November 20, 2014

Asides and Alliterations

Swallow, New Kingdom, ca. 1479–1458 B.C.

Wow, who knew that Winston Churchill was only 5'8" and weighed almost 300 lbs? Like Howard Taft and William McKinley, one could be very productive despite the fatigue caused by carrying so much excess weight.

*

Read some surprisingly rough-ish statements on Pope Francis from Vatican scribe Sandro Magister, I think that's the name. A familiar one though because he's a main Vatican reporter/translator. Critique is that Francis is contradictory (he does seem to contain multitudes) and that he's completely silent and uncritical of militant Islam, Isis, etc… - compared him to public perception of Piux XII's supposed silence on the Nazis. On the latter, I'm not sure what Francis can say that won't merely inflame an already horrid situation.

*

It's fall and a middle-aged man's thoughts turn to... death.  The operation that was intended to give my uncle 3-5 years instead of one year, ended up giving him zero years. Science giveth, science taketh away.

My wife sees him as already amid the angels and there's something innocent about that, and in some ways a rather logical assumption that follows from the fact that a) God made him, loved him, and counted the hairs on his head and b) God doesn't need anything. Put these two facts together and God could be welcoming him into Heaven at this minute. (Of course that ignores that we have free will and can cooperate to varying degrees with God.)

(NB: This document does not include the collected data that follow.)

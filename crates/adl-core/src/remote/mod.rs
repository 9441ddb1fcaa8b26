//! HTTP listing and fetch service for GitHub-style artifact APIs.
//!
//! Lists `/repos/{owner}/{repo}/actions/[runs/{id}/]artifacts` page by page and
//! fetches each artifact's ZIP archive into its destination directory, verifying
//! the listed digest and extracting the archive in place. Runs on the calling
//! thread; call from `spawn_blocking` if used from async code.

mod archive;
mod http;
mod listing;

use anyhow::{Context, Result};
use std::fmt;
use std::fs;
use std::path::Path;
use std::str::FromStr;
use std::time::Duration;

use crate::artifact::ArtifactDescriptor;
use crate::checksum;
use crate::config::AdlConfig;
use crate::platform::Platform;

pub use archive::extract_zip;
pub use listing::listing_url;

use http::HttpClient;

/// Repository coordinates, written `owner/name`.
#[derive(Debug, Clone, PartialEq, Eq)]
pub struct RepoRef {
    pub owner: String,
    pub name: String,
}

impl FromStr for RepoRef {
    type Err = anyhow::Error;

    fn from_str(s: &str) -> Result<Self> {
        match s.trim().split('/').collect::<Vec<_>>().as_slice() {
            [owner, name] if !owner.is_empty() && !name.is_empty() => Ok(RepoRef {
                owner: owner.to_string(),
                name: name.to_string(),
            }),
            _ => anyhow::bail!("expected repository as OWNER/REPO, got {:?}", s),
        }
    }
}

impl fmt::Display for RepoRef {
    fn fmt(&self, f: &mut fmt::Formatter<'_>) -> fmt::Result {
        write!(f, "{}/{}", self.owner, self.name)
    }
}

/// Prefix of the temporary archive written next to the extracted files.
pub const ARCHIVE_PREFIX: &str = ".adl-";

/// [`Platform`] backed by the artifacts REST API.
pub struct HttpPlatform {
    api_url: String,
    repo: RepoRef,
    per_page: u32,
    http: HttpClient,
}

impl HttpPlatform {
    pub fn new(cfg: &AdlConfig, repo: RepoRef) -> Self {
        Self {
            api_url: cfg.api_url.clone(),
            repo,
            per_page: cfg.per_page.max(1),
            http: HttpClient {
                token: cfg.token(),
                connect_timeout: Duration::from_secs(cfg.connect_timeout_secs),
                timeout: Duration::from_secs(cfg.timeout_secs),
            },
        }
    }

    pub fn repo(&self) -> &RepoRef {
        &self.repo
    }

    fn fetch_and_extract(&self, artifact: &ArtifactDescriptor, archive: &Path, dir: &Path) -> Result<()> {
        let bytes = self.http.get_to_file(&artifact.download_url, archive)?;
        tracing::debug!(name = %artifact.name, bytes, "archive received");

        if let Some(digest) = &artifact.digest {
            checksum::verify_digest(archive, digest)?;
        }

        let files = extract_zip(archive, dir)?;
        tracing::debug!(name = %artifact.name, files, dir = %dir.display(), "archive extracted");
        Ok(())
    }
}

impl Platform for HttpPlatform {
    fn list(&self, run_id: Option<&str>) -> Result<Vec<ArtifactDescriptor>> {
        let mut artifacts = Vec::new();
        for page in 1u32.. {
            let url = listing_url(&self.api_url, &self.repo, run_id, self.per_page, page)?;
            let body = self.http.get_bytes(url.as_str())?;
            let parsed = listing::parse_page(&body)
                .with_context(|| format!("parse artifact listing from {}", url))?;

            let received = parsed.artifacts.len();
            artifacts.extend(parsed.artifacts);
            if received == 0 || artifacts.len() as u64 >= parsed.total_count {
                break;
            }
        }
        Ok(artifacts)
    }

    fn download(&self, artifact: &ArtifactDescriptor, dir: &Path) -> Result<()> {
        fs::create_dir_all(dir).with_context(|| format!("create directory {}", dir.display()))?;
        // Unique per call; never an existing file or an archive entry name.
        let archive = tempfile::Builder::new()
            .prefix(ARCHIVE_PREFIX)
            .suffix(".zip.part")
            .tempfile_in(dir)
            .with_context(|| format!("create temporary archive in {}", dir.display()))?
            .into_temp_path();

        let result = self.fetch_and_extract(artifact, &archive, dir);
        let path = archive.to_path_buf();
        match archive.close() {
            Ok(()) => {}
            Err(e) if e.kind() == std::io::ErrorKind::NotFound => {}
            Err(e) => tracing::warn!(path = %path.display(), "could not remove archive: {}", e),
        }
        result
    }
}
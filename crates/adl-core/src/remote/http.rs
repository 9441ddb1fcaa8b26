//! Blocking GET via libcurl (the `curl` crate).

use anyhow::{Context, Result};
use std::fs::File;
use std::io::Write;
use std::path::Path;
use std::time::Duration;

const USER_AGENT: &str = concat!("adl/", env!("CARGO_PKG_VERSION"));
const API_ACCEPT: &str = "application/vnd.github+json";

pub(crate) struct HttpClient {
    pub(crate) token: Option<String>,
    pub(crate) connect_timeout: Duration,
    pub(crate) timeout: Duration,
}

impl HttpClient {
    fn easy(&self, url: &str, accept: &str) -> Result<curl::easy::Easy> {
        let mut easy = curl::easy::Easy::new();
        easy.url(url).context("invalid URL")?;
        // Archive URLs redirect to blob storage; libcurl drops Authorization on cross-host hops.
        easy.follow_location(true)?;
        easy.max_redirections(10)?;
        easy.connect_timeout(self.connect_timeout)?;
        easy.timeout(self.timeout)?;
        easy.useragent(USER_AGENT)?;

        let mut list = curl::easy::List::new();
        list.append(&format!("Accept: {}", accept))?;
        if let Some(token) = &self.token {
            list.append(&format!("Authorization: Bearer {}", token))?;
        }
        easy.http_headers(list)?;
        Ok(easy)
    }

    /// GETs `url` and returns the whole body.
    pub(crate) fn get_bytes(&self, url: &str) -> Result<Vec<u8>> {
        let mut easy = self.easy(url, API_ACCEPT)?;
        let mut body = Vec::new();
        {
            let mut transfer = easy.transfer();
            transfer.write_function(|data| {
                body.extend_from_slice(data);
                Ok(data.len())
            })?;
            transfer
                .perform()
                .with_context(|| format!("GET {} failed", url))?;
        }
        check_status(&mut easy, url)?;
        Ok(body)
    }

    /// GETs `url` into a new file at `path`. Returns the number of bytes written.
    pub(crate) fn get_to_file(&self, url: &str, path: &Path) -> Result<u64> {
        let mut file =
            File::create(path).with_context(|| format!("create {}", path.display()))?;
        let mut easy = self.easy(url, "*/*")?;
        let mut written = 0u64;
        let mut write_err: Option<std::io::Error> = None;
        let performed = {
            let mut transfer = easy.transfer();
            transfer.write_function(|data| match file.write_all(data) {
                Ok(()) => {
                    written += data.len() as u64;
                    Ok(data.len())
                }
                Err(e) => {
                    write_err = Some(e);
                    Ok(0) // abort transfer
                }
            })?;
            transfer.perform()
        };
        if let Some(e) = write_err {
            return Err(e).with_context(|| format!("write {}", path.display()));
        }
        performed.with_context(|| format!("GET {} failed", url))?;
        check_status(&mut easy, url)?;
        file.flush()
            .with_context(|| format!("flush {}", path.display()))?;
        Ok(written)
    }
}

fn check_status(easy: &mut curl::easy::Easy, url: &str) -> Result<()> {
    let code = easy.response_code().context("no response code")?;
    if !(200..300).contains(&code) {
        anyhow::bail!("GET {} returned HTTP {}", url, code);
    }
    Ok(())
}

I thought about how true for my uncle is the prayer I say to St. Joseph for a good death:
“…my natural strength [then] will be nil, I won't have any human help, so from now on I invoke you, my father, to your patronage…I plead you to drive away those enemies of my soul so I can end my life in peace and in love with Jesus, Mary and you, St. Joseph.”
Indeed there was no human help for Bill; his doctors failed him and he likely had no access to the sacraments.  But it's then God works most powerfully, in our ultimate weakness, at our death, in the absence of “sense reward”. St. Joseph, pray for us!

*

Sad to read of escalating tension and violence in Jerusalem.  I wonder if you haven't gone, you'll eever get to go now.

*

A nice readerly weekend this past one. I have a Pavlovian response to print. Just seeing someone reading a full page of photo-free text is invitingly tingly. The star turn was glorying in the depth of St. JP II's encylical on life and Erasmo's Fire and Mercy. World-bending, mind-bending, soul-crunching offerings. But around that strong meat, I tasted a lot of articles found here and there, including a particularly pleasing short fiction piece in the New Yorker by David Eggers about a mother with two kids going to Alaska in a rented RV. So right up my wheelhouse.

A nice stretch with the kiddies. We ate, played silly games (Will loves it where I pretend to eat something and just before I do he tells me, 'It's poopy!“ and I cringe and make a face like it's horrible. We do that over and over ad nausea, and for effect, to vary it a bit, I start coughing and acting like I'm literally nauseated.) Then we headed over by car (too cold to bike) to the ice cream place, where the usual frivolity ensued.

Also enjoyed the diversion of an exciting OSU game yesterday. Beat Minnesota there, a MN team that has a fine record and a good coach. Nice to tape the 3.5 hour game and then watch it in 1.5 hours by cutting out commercials, half-time, replays, huddles, and the last five game minutes when the outcome was clear. Technology is spoiling.

*

Read myself into the dreamy, intoxicating abyss of new fiction - not only the Eggers, but the Richard Ford novel Let Me Be Frank about an East Coast real estate guy in his upper 60s, facing the quandaries and vagaries of aging. The author is that age and some of the references are clearly more meaningful to that generation, such as a riff on Lemon Tree by Peter, Paul and Mary and words like "blower” and “crapper” as were hot words of that generation.

It feels just shy of stealing to be able to read New Yorker articles for free. I feel an irrational bloom of gratitude that makes me want to give the New Yorker some money, much as I'm always on the brink of signing up with ad-free version of Pandora merely as a way of saying thanks.

Of course same could be said, for that matter, concerning the wisdom of the ages, real wisdom, given that the Scriptures are online and free to those fortunate enough to have internet access. And every papal encyclical as well. We live in the greatest of times information and resource wise.